Louie is 8lbs and growing! His mama was 8lbs, dad was 4lbs, when I got him at 8 weeks he was just under 2 pounds.


----------



## *Chloe* (Feb 6, 2006)

Twiglet is 5lbs at a week short of year old she is spot on the prediction chart


----------



## toby'smom (Jun 11, 2006)

Toby is a horse, he weighs 9.4 pounds.


----------



## Sam85 (Jan 5, 2006)

ahh now a few more have added their chi`s weight mylo doesn`t sound so heavy lol, i think hes the perfect weight i mean 10lbs sound heavy when quiet alot of you say ur chi`s weigh 3lbs 4lbs etc but if u saw him he looks slim. Hes just one of those wonderful Giant Chi`s .....


----------



## everestgirl (Aug 10, 2006)

Now in Europe all chis are huge.
(it's becoming a new standard i guess), on the exhibition in Poland (worldwide), many chis were over 6 bls.

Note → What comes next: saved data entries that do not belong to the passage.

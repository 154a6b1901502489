//! Reader configuration: front-end register values, poll budgets and the
//! two tolerance policies.

use std::time::Duration;

use crate::types::Register;
use crate::utils::PollPolicy;

/// Soft-reset power-down poll attempts
pub const RESET_POLL_ATTEMPTS: usize = 3;

/// Delay before each power-down poll (ms)
pub const RESET_POLL_INTERVAL_MS: u64 = 50;

/// Transceive completion poll attempts
pub const TRANSCEIVE_POLL_ATTEMPTS: usize = 50;

/// Delay after each inconclusive completion poll (us). 50 x 0.5 ms bounds
/// one exchange at 25 ms.
pub const TRANSCEIVE_POLL_INTERVAL_US: u64 = 500;

/// What to do when PowerDown is still set after the reset poll budget.
#[derive(Debug, Clone, Copy, PartialEq, Eq, Default)]
#[cfg_attr(feature = "serde", derive(serde::Serialize, serde::Deserialize))]
pub enum ResetPolicy {
    /// Log a warning and continue configuring the chip.
    #[default]
    Lenient,
    /// Fail initialization with `Error::ResetTimeout`.
    Strict,
}

/// What to do when the anticollision BCC does not match the UID.
#[derive(Debug, Clone, Copy, PartialEq, Eq, Default)]
#[cfg_attr(feature = "serde", derive(serde::Serialize, serde::Deserialize))]
pub enum BccPolicy {
    /// Log a warning and return the identifier flagged as unverified.
    #[default]
    Lenient,
    /// Fail the read with `Error::BccMismatch`.
    Strict,
}

/// Analog/digital front-end register values programmed after reset.
#[derive(Debug, Clone, Copy, PartialEq, Eq)]
#[cfg_attr(feature = "serde", derive(serde::Serialize, serde::Deserialize))]
pub struct FrontEndConfig {
    /// TxModeReg: 106 kBd, no CRC on transmit
    pub tx_mode: u8,
    /// RxModeReg: 106 kBd, no CRC on receive
    pub rx_mode: u8,
    /// ModWidthReg: Miller pulse width
    pub mod_width: u8,
    /// TModeReg: TAuto plus prescaler high nibble
    pub timer_mode: u8,
    /// TPrescalerReg: prescaler low byte
    pub timer_prescaler: u8,
    /// TReloadReg (H,L)
    pub timer_reload: u16,
    /// TxASKReg: force 100% ASK
    pub tx_ask: u8,
    /// ModeReg: TxWaitRF, CRC preset 0x6363
    pub mode: u8,
}

impl Default for FrontEndConfig {
    fn default() -> Self {
        Self {
            tx_mode: 0x00,
            rx_mode: 0x00,
            mod_width: 0x1A,
            timer_mode: 0x80,
            timer_prescaler: 0x20,
            timer_reload: 0x0020,
            tx_ask: 0x40,
            mode: 0x3D,
        }
    }
}

impl FrontEndConfig {
    /// Register writes in the order they are issued.
    pub fn register_writes(&self) -> [(Register, u8); 9] {
        let [reload_hi, reload_lo] = self.timer_reload.to_be_bytes();
        [
            (Register::TxMode, self.tx_mode),
            (Register::RxMode, self.rx_mode),
            (Register::ModWidth, self.mod_width),
            (Register::TMode, self.timer_mode),
            (Register::TPrescaler, self.timer_prescaler),
            (Register::TReloadH, reload_hi),
            (Register::TReloadL, reload_lo),
            (Register::TxAsk, self.tx_ask),
            (Register::Mode, self.mode),
        ]
    }
}

/// Complete reader configuration.
#[derive(Debug, Clone, Copy, PartialEq, Eq)]
#[cfg_attr(feature = "serde", derive(serde::Serialize, serde::Deserialize))]
pub struct ReaderConfig {
    pub front_end: FrontEndConfig,
    pub reset_poll: PollPolicy,
    pub transceive_poll: PollPolicy,
    pub reset_policy: ResetPolicy,
    pub bcc_policy: BccPolicy,
}

impl Default for ReaderConfig {
    fn default() -> Self {
        Self {
            front_end: FrontEndConfig::default(),
            reset_poll: PollPolicy::new(
                RESET_POLL_ATTEMPTS,
                Duration::from_millis(RESET_POLL_INTERVAL_MS),
            )
            .settle_first(),
            transceive_poll: PollPolicy::new(
                TRANSCEIVE_POLL_ATTEMPTS,
                Duration::from_micros(TRANSCEIVE_POLL_INTERVAL_US),
            ),
            reset_policy: ResetPolicy::Lenient,
            bcc_policy: BccPolicy::Lenient,
        }
    }
}

impl ReaderConfig {
    /// Fail on reset timeout and on BCC mismatch.
    pub fn strict() -> Self {
        Self {
            reset_policy: ResetPolicy::Strict,
            bcc_policy: BccPolicy::Strict,
            ..Self::default()
        }
    }
}
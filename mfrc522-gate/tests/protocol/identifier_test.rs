#[path = "../common/mod.rs"]
mod common;

use mfrc522_gate::card::CardIdentifier;
use mfrc522_gate::device::BccPolicy;
use mfrc522_gate::{Error, Uid};

#[test]
fn reference_buffer_validates() {
    let id = CardIdentifier::assemble(&common::reference_response(), BccPolicy::Strict).unwrap();
    assert_eq!(id.to_string(), "A2:FC:4F:05");
    assert_eq!(id.uid().to_hex(), "a2fc4f05");
}

#[test]
fn corrupted_buffer_depends_on_policy() {
    let response = common::corrupted_response();

    let id = CardIdentifier::assemble(&response, BccPolicy::Lenient).unwrap();
    assert!(!id.bcc_valid());
    assert_eq!(id.to_colon_hex(), "A2:FC:4F:05");

    assert!(matches!(
        CardIdentifier::assemble(&response, BccPolicy::Strict),
        Err(Error::BccMismatch {
            expected: 0x14,
            actual: 0x00
        })
    ));
}

#[test]
fn wrong_check_byte_0x5a_is_a_mismatch() {
    let response = common::mistyped_check_response();

    let id = CardIdentifier::assemble(&response, BccPolicy::Lenient).unwrap();
    assert_eq!(id.to_colon_hex(), "A2:FC:4F:05");
    assert_eq!(id.bcc(), 0x5A);
    assert!(!id.bcc_valid());

    assert!(matches!(
        CardIdentifier::assemble(&response, BccPolicy::Strict),
        Err(Error::BccMismatch {
            expected: 0x14,
            actual: 0x5A
        })
    ));
}

#[test]
fn uid_length_limits() {
    assert!(Uid::try_from(&[0u8; 10][..]).is_ok());
    assert!(matches!(
        Uid::try_from(&[0u8; 11][..]),
        Err(Error::InvalidLength { .. })
    ));
    assert!(Uid::try_from(&[][..]).is_err());
}
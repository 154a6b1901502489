//! Test support helpers intended for use by unit and integration tests.
//!
//! These helpers centralize the `MockChip` wiring so tests across the crate
//! and the tests/ directory build devices the same way.
#![allow(dead_code)]

use crate::device::{Device, Initialized, ReaderConfig, Uninitialized};
use crate::transport::{MockBus, MockChip, MockDelay, MockLine, SpiTransport};

/// Device wired entirely to a `MockChip`.
pub type MockDevice<S> = Device<SpiTransport<MockBus, MockLine>, MockLine, MockDelay, S>;

/// Uninitialized device over `chip` with default configuration. The
/// returned delay shares its clock with the device.
#[doc(hidden)]
pub fn mock_device(chip: &MockChip) -> (MockDevice<Uninitialized>, MockDelay) {
    mock_device_with(chip, ReaderConfig::default())
}

#[doc(hidden)]
pub fn mock_device_with(
    chip: &MockChip,
    config: ReaderConfig,
) -> (MockDevice<Uninitialized>, MockDelay) {
    let delay = MockDelay::new();
    let device = Device::with_config(chip.transport(), chip.reset_line(), delay.clone(), config);
    (device, delay)
}

/// Convenience: create and initialize a device backed by `chip`. Register
/// writes made during initialization are cleared from the chip's log.
///
/// Panics if initialization fails; only meant for tests.
#[doc(hidden)]
pub fn initialized_mock_device(chip: &MockChip) -> (MockDevice<Initialized>, MockDelay) {
    initialized_mock_device_with(chip, ReaderConfig::default())
}

#[doc(hidden)]
pub fn initialized_mock_device_with(
    chip: &MockChip,
    config: ReaderConfig,
) -> (MockDevice<Initialized>, MockDelay) {
    let (device, delay) = mock_device_with(chip, config);
    match device.initialize() {
        Ok(device) => {
            chip.clear_log();
            (device, delay)
        }
        Err(e) => panic!("mock initialization failed: {}", e),
    }
}
// mfrc522-gate/src/transport/traits.rs

use std::time::Duration;

use crate::Result;
use crate::types::Register;

/// Full-duplex byte exchange on a synchronous serial bus. `rx` has the same
/// length as `tx` and receives the bytes clocked in while `tx` is clocked out.
pub trait Bus {
    fn exchange(&mut self, tx: &[u8], rx: &mut [u8]) -> Result<()>;
}

/// Digital output line (chip select, reset).
pub trait OutputLine {
    fn set_high(&mut self) -> Result<()>;
    fn set_low(&mut self) -> Result<()>;
}

/// Monotonic blocking delay.
pub trait Delay {
    fn delay(&mut self, duration: Duration);
}

/// Register-level access to the reader. Abstracts the bus framing away from
/// the device and protocol logic.
pub trait RegisterTransport {
    /// Write one register
    fn write(&mut self, reg: Register, value: u8) -> Result<()>;

    /// Read one register
    fn read(&mut self, reg: Register) -> Result<u8>;

    /// Put the link into its idle state before first use. Default
    /// implementation does nothing.
    fn configure(&mut self) -> Result<()> {
        Ok(())
    }

    /// Read-modify-write that ORs `mask` into a register.
    fn set_bits(&mut self, reg: Register, mask: u8) -> Result<()> {
        let value = self.read(reg)?;
        self.write(reg, value | mask)
    }
}

/// `Delay` backed by `std::thread::sleep`.
#[cfg(feature = "std")]
#[derive(Debug, Default, Clone, Copy)]
pub struct StdDelay;

#[cfg(feature = "std")]
impl Delay for StdDelay {
    fn delay(&mut self, duration: Duration) {
        std::thread::sleep(duration);
    }
}
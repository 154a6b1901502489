// mfrc522-gate/src/transport/spi.rs

use crate::Result;
use crate::transport::traits::{Bus, OutputLine, RegisterTransport};
use crate::types::Register;

/// Address byte for an SPI register access (datasheet section 8.1.2.3).
/// Bit 7 selects read, bits 6..1 carry the address, bit 0 is always zero.
pub fn address_byte(reg: Register, read: bool) -> u8 {
    let addr = (reg.address() << 1) & 0x7E;
    if read { addr | 0x80 } else { addr }
}

/// Register transport over a duplex bus with a host-driven chip select.
///
/// Each register access is exactly one two-byte exchange framed by its own
/// chip-select assertion. No burst transfers, no retries.
pub struct SpiTransport<B, CS> {
    bus: B,
    cs: CS,
}

impl<B: Bus, CS: OutputLine> SpiTransport<B, CS> {
    pub fn new(bus: B, cs: CS) -> Self {
        Self { bus, cs }
    }

    /// Give back the bus and chip-select line.
    pub fn release(self) -> (B, CS) {
        (self.bus, self.cs)
    }

    fn exchange_frame(&mut self, tx: [u8; 2]) -> Result<[u8; 2]> {
        let mut rx = [0u8; 2];

        self.cs.set_low()?;
        let exchanged = self.bus.exchange(&tx, &mut rx);
        // Release the device even when the exchange failed.
        let released = self.cs.set_high();

        exchanged?;
        released?;
        Ok(rx)
    }
}

impl<B: Bus, CS: OutputLine> RegisterTransport for SpiTransport<B, CS> {
    fn write(&mut self, reg: Register, value: u8) -> Result<()> {
        self.exchange_frame([address_byte(reg, false), value])?;
        Ok(())
    }

    fn read(&mut self, reg: Register) -> Result<u8> {
        // The register value is clocked in with the second byte.
        let rx = self.exchange_frame([address_byte(reg, true), 0x00])?;
        Ok(rx[1])
    }

    fn configure(&mut self) -> Result<()> {
        self.cs.set_high()
    }
}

Personally, I prefer them on the smaller side, but it’s out of fission.


----------



## tuckersmommy (Aug 5, 2006)

Tuckie is 7 lbs.


----------



## MyTank (Sep 8, 2005)

Tank weighs 7 lb. and he's over a year old. My mom's Chi, who's almost a year old, weighs almost 3 lbs. I think she'll be 4 lbs. after she puts some weight on, cuz she's skinny right now.


----------



## Kiffany (May 26, 2006)

Merlot weighs 3.2 lbs. Just weighed him at the vets.


----------



## littleone (Apr 22, 2006)

..........


----------



## littleone (Apr 22, 2006)

everestgirl said:


> Now in Europe all chis are huge.
> (it's becoming a new standard i guess), on the exhibition in Poland (worldwide), many chis were over 6 bls.
> 
> Personally, I prefer them on the smaller side, but it’s out of fission.



Eh? Thats not correct!

There are probably more big Chi's in the states then over this way! I have never heard or seen so many big ones as in the US!

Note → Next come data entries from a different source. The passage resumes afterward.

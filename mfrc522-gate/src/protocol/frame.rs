// mfrc522-gate/src/protocol/frame.rs

use crate::constants::{ANTICOLLISION_NVB, PICC_REQALL, PICC_SEL_CL1, SHORT_FRAME_BITS};

/// A PICC command frame as loaded into the FIFO, plus the number of valid
/// bits in its last byte (BitFramingReg.TxLastBits, 0 = whole byte).
#[derive(Debug, Clone, Copy, PartialEq, Eq)]
pub struct PiccFrame {
    bytes: [u8; 2],
    len: u8,
    pub tx_last_bits: u8,
}

impl PiccFrame {
    /// REQA: a single 7-bit short frame, no CRC.
    pub const fn reqa() -> Self {
        Self {
            bytes: [PICC_REQALL, 0],
            len: 1,
            tx_last_bits: SHORT_FRAME_BITS,
        }
    }

    /// ANTICOLLISION cascade level 1 with NVB = 0x20 (no UID bits known).
    pub const fn anticollision_cl1() -> Self {
        Self {
            bytes: [PICC_SEL_CL1, ANTICOLLISION_NVB],
            len: 2,
            tx_last_bits: 0,
        }
    }

    pub fn bytes(&self) -> &[u8] {
        &self.bytes[..self.len as usize]
    }

    /// BitFramingReg value that arms the transmission without starting it.
    pub fn bit_framing(&self) -> u8 {
        self.tx_last_bits & 0x07
    }
}
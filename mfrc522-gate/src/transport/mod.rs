// mfrc522-gate/src/transport/mod.rs

#[cfg(feature = "embedded-hal")]
pub mod hal;
pub mod mock;
pub mod spi;
pub mod traits;

#[cfg(feature = "embedded-hal")]
pub use hal::{HalBus, HalDelay, HalLine};
pub use mock::{MockBus, MockChip, MockDelay, MockLine};
pub use spi::SpiTransport;
#[cfg(feature = "std")]
pub use traits::StdDelay;
pub use traits::{Bus, Delay, OutputLine, RegisterTransport};
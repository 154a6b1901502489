// mfrc522-gate/src/protocol/exchange.rs

use crate::constants::*;
use crate::error::{Stage, TimeoutCause};
use crate::protocol::frame::PiccFrame;
use crate::Error;

/// FIFO byte count a response must report.
#[derive(Debug, Clone, Copy, PartialEq, Eq)]
pub enum ResponseLength {
    Exactly(usize),
    Between(usize, usize),
}

impl ResponseLength {
    pub fn accepts(&self, len: usize) -> bool {
        match *self {
            ResponseLength::Exactly(n) => len == n,
            ResponseLength::Between(min, max) => (min..=max).contains(&len),
        }
    }

    /// The bound `len` violated, for error reporting.
    pub fn expected_for(&self, len: usize) -> usize {
        match *self {
            ResponseLength::Exactly(n) => n,
            ResponseLength::Between(min, _) if len < min => min,
            ResponseLength::Between(_, max) => max,
        }
    }
}

/// Everything that distinguishes one card exchange from another: what is
/// sent, which error flags abort it, and what a valid answer looks like.
#[derive(Debug, Clone, Copy, PartialEq, Eq)]
pub struct Exchange {
    pub stage: Stage,
    pub frame: PiccFrame,
    pub error_mask: u8,
    pub response: ResponseLength,
}

impl Exchange {
    /// REQA wake-up, answered by a 2-byte ATQA.
    pub const PRESENCE: Exchange = Exchange {
        stage: Stage::Presence,
        frame: PiccFrame::reqa(),
        error_mask: PRESENCE_ERROR_MASK,
        response: ResponseLength::Exactly(ATQA_LEN),
    };

    /// Cascade level 1 anticollision, answered by UID bytes plus BCC.
    pub const ANTICOLLISION: Exchange = Exchange {
        stage: Stage::Anticollision,
        frame: PiccFrame::anticollision_cl1(),
        error_mask: ANTICOLLISION_ERROR_MASK,
        response: ResponseLength::Between(MIN_ANTICOLLISION_LEN, MAX_UID_LEN + 1),
    };

    /// Error for a TimerIRq. On REQA it means the field is empty.
    pub fn timer_expired(&self) -> Error {
        match self.stage {
            Stage::Presence => Error::NoCardPresent,
            Stage::Anticollision => Error::ProtocolTimeout {
                stage: self.stage,
                cause: TimeoutCause::TimerExpired,
            },
        }
    }

    pub fn poll_exhausted(&self) -> Error {
        Error::ProtocolTimeout {
            stage: self.stage,
            cause: TimeoutCause::PollBudgetExhausted,
        }
    }

    pub fn malformed(&self, actual: usize) -> Error {
        Error::MalformedResponse {
            stage: self.stage,
            expected: self.response.expected_for(actual),
            actual,
        }
    }
}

And its not becoming the new standard. The standard is over 3kilos Disqualified! And that isnt changing.


----------



## everestgirl (Aug 10, 2006)

> Eh? Thats not correct!
> 
> There are probably more big Chi's in the states then over this way! I have never heard or seen so many big ones as in the US!
> 
> And its not becoming the new standard. The standard is over 3kilos Disqualified! And that isnt changing


I am talking about Poland "MIR" the worldwide dogs exhibition, the judge didn't liked all the small chi, and big chi did much better in the ring.
It was also chis over the standard, that took very good grades.
Many people are shock from those results.
I will try to find pics.


----------



## Kristin (Nov 12, 2004)

Lina's breeder said she would be around 3lbs full grown. She's a little over 4lb. now. Boss' breeder didn't say how big he'd be. We just guessed he'd be about the same size as Lina. He's about 4lb. too .


----------



## chimom06 (Jun 25, 2006)

My new puppy is 2 1/2 pounds at 9 weeks. The breeder says he will be around 5-6 pounds, but I don't know about that LOL


----------



## Chili's Mom (Sep 23, 2006)

Chili is 9lbs. She is the perfect weight for her size.
She's 12 inches at the shoulders and 13 inches from her neck to tail.

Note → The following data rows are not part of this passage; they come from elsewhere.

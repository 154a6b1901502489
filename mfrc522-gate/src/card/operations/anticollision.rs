use log::debug;

use crate::card::CardIdentifier;
use crate::device::{Device, Initialized};
use crate::protocol::Exchange;
use crate::transport::{Delay, OutputLine, RegisterTransport};
use crate::Result;

/// Cascade level 1 anticollision. Returns the UID with its check byte
/// validated according to the device's `BccPolicy`.
pub fn anticollision<T, R, D>(device: &mut Device<T, R, D, Initialized>) -> Result<CardIdentifier>
where
    T: RegisterTransport,
    R: OutputLine,
    D: Delay,
{
    let response = device.transceive(&Exchange::ANTICOLLISION)?;
    let id = CardIdentifier::assemble(&response, device.config().bcc_policy)?;
    debug!("UID: {} (BCC: {:02X})", id, id.bcc());
    Ok(id)
}

/// REQA then anticollision. A failed REQA is returned as-is without
/// attempting anticollision.
pub fn acquire_identifier<T, R, D>(
    device: &mut Device<T, R, D, Initialized>,
) -> Result<CardIdentifier>
where
    T: RegisterTransport,
    R: OutputLine,
    D: Delay,
{
    device.request()?;
    anticollision(device)
}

I actually think she could probably gain a little weight as I don't like the way her backbone protudes.


----------



## Ory&C (Mar 20, 2005)

everestgirl said:


> I am talking about Poland "MIR" the worldwide dogs exhibition, the judge didn't liked all the small chi, and big chi did much better in the ring.
> It was also chis over the standard, that took very good grades.
> Many people are shock from those results.
> I will try to find pics.


Oh my god, you must be talking about my friend's Vuk (Ontherocks Di San Gimigliano - BOB)!!!  I don't like him either and I know there are many much better looking Chis around this part of Europe. But you have to understand that his owner is a very well known international judge (who BTW doesn't like my Billy alll that much, because he's too small ...... he's told me that on many occasions!!  ) and the breeder of that dog is Francesco Cochetti. So you see, it's all about politics in the end of the day  . BOB went to Vuk because of these reasons and also because the owner and the judge come from the same country...... and believe me, in that country you stick to your own! Perhaps some judges like bigger dogs, but mostly Chihuahuas still remain chihuahuas and under 3kg.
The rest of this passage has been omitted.